**** Record extracts ****

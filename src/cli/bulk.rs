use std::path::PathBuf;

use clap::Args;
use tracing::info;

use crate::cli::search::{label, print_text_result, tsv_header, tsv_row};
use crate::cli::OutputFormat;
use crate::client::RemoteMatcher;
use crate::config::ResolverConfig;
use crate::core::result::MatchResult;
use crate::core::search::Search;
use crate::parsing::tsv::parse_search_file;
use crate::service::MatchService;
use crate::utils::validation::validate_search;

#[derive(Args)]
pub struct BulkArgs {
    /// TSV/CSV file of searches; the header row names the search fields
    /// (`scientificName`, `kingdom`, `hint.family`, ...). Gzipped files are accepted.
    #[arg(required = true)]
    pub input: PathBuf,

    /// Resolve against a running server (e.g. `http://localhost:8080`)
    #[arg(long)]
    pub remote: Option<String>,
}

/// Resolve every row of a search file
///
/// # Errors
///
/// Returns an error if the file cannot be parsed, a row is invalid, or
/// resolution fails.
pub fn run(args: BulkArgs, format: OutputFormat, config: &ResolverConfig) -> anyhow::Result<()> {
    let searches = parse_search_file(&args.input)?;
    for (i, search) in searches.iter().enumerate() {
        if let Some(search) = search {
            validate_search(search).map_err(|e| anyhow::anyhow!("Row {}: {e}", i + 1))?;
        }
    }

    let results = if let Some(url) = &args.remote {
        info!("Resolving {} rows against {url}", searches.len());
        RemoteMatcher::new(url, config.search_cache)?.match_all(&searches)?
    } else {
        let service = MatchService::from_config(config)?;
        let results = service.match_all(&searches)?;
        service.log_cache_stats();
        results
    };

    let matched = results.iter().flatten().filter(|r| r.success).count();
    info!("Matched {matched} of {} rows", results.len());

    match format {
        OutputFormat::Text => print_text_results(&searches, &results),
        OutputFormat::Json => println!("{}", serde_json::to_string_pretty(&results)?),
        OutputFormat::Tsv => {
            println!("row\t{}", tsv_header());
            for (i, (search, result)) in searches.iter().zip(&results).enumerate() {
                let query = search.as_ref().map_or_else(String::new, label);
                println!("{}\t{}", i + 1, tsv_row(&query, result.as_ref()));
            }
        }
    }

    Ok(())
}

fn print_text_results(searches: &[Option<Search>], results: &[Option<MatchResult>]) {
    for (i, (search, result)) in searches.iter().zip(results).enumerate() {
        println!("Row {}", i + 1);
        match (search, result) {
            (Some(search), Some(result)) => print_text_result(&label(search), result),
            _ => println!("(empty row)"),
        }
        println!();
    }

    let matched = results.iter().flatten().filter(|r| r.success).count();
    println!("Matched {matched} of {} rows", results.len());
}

****

- **Task to carry out**: I'd like every record written out exactly as given.

- **Solution to this task**:
filename src/cli/bulk.rs
use std::path::PathBuf;

use clap::Args;
use tracing::info;

use crate::cli::search::{label, print_text_result, tsv_header, tsv_row};
use crate::cli::OutputFormat;
use crate::client::RemoteMatcher;
use crate::config::ResolverConfig;
use crate::core::result::MatchResult;
use crate::core::search::Search;
use crate::parsing::tsv::parse_search_file;
use crate::service::MatchService;
use crate::utils::validation::validate_search;

#[derive(Args)]
pub struct BulkArgs {
    /// TSV/CSV file of searches; the header row names the search fields
    /// (`scientificName`, `kingdom`, `hint.family`, ...). Gzipped files are accepted.
    #[arg(required = true)]
    pub input: PathBuf,

    /// Resolve against a running server (e.g. `http://localhost:8080`)
    #[arg(long)]
    pub remote: Option<String>,
}

/// Resolve every row of a search file
///
/// # Errors
///
/// Returns an error if the file cannot be parsed, a row is invalid, or
/// resolution fails.
pub fn run(args: BulkArgs, format: OutputFormat, config: &ResolverConfig) -> anyhow::Result<()> {
    let searches = parse_search_file(&args.input)?;
    for (i, search) in searches.iter().enumerate() {
        if let Some(search) = search {
            validate_search(search).map_err(|e| anyhow::anyhow!("Row {}: {e}", i + 1))?;
        }
    }

    let results = if let Some(url) = &args.remote {
        info!("Resolving {} rows against {url}", searches.len());
        RemoteMatcher::new(url, config.search_cache)?.match_all(&searches)?
    } else {
        let service = MatchService::from_config(config)?;
        let results = service.match_all(&searches)?;
        service.log_cache_stats();
        results
    };

    let matched = results.iter().flatten().filter(|r| r.success).count();
    info!("Matched {matched} of {} rows", results.len());

    match format {
        OutputFormat::Text => print_text_results(&searches, &results),
        OutputFormat::Json => println!("{}", serde_json::to_string_pretty(&results)?),
        OutputFormat::Tsv => {
            println!("row\t{}", tsv_header());
            for (i, (search, result)) in searches.iter().zip(&results).enumerate() {
                let query = search.as_ref().map_or_else(String::new, label);
                println!("{}\t{}", i + 1, tsv_row(&query, result.as_ref()));
            }
        }
    }

    Ok(())
}

fn print_text_results(searches: &[Option<Search>], results: &[Option<MatchResult>]) {
    for (i, (search, result)) in searches.iter().zip(results).enumerate() {
        println!("Row {}", i + 1);
        match (search, result) {
            (Some(search), Some(result)) => print_text_result(&label(search), result),
            _ => println!("(empty row)"),
        }
        println!();
    }

    let matched = results.iter().flatten().filter(|r| r.success).count();
    println!("Matched {matched} of {} rows", results.len());
}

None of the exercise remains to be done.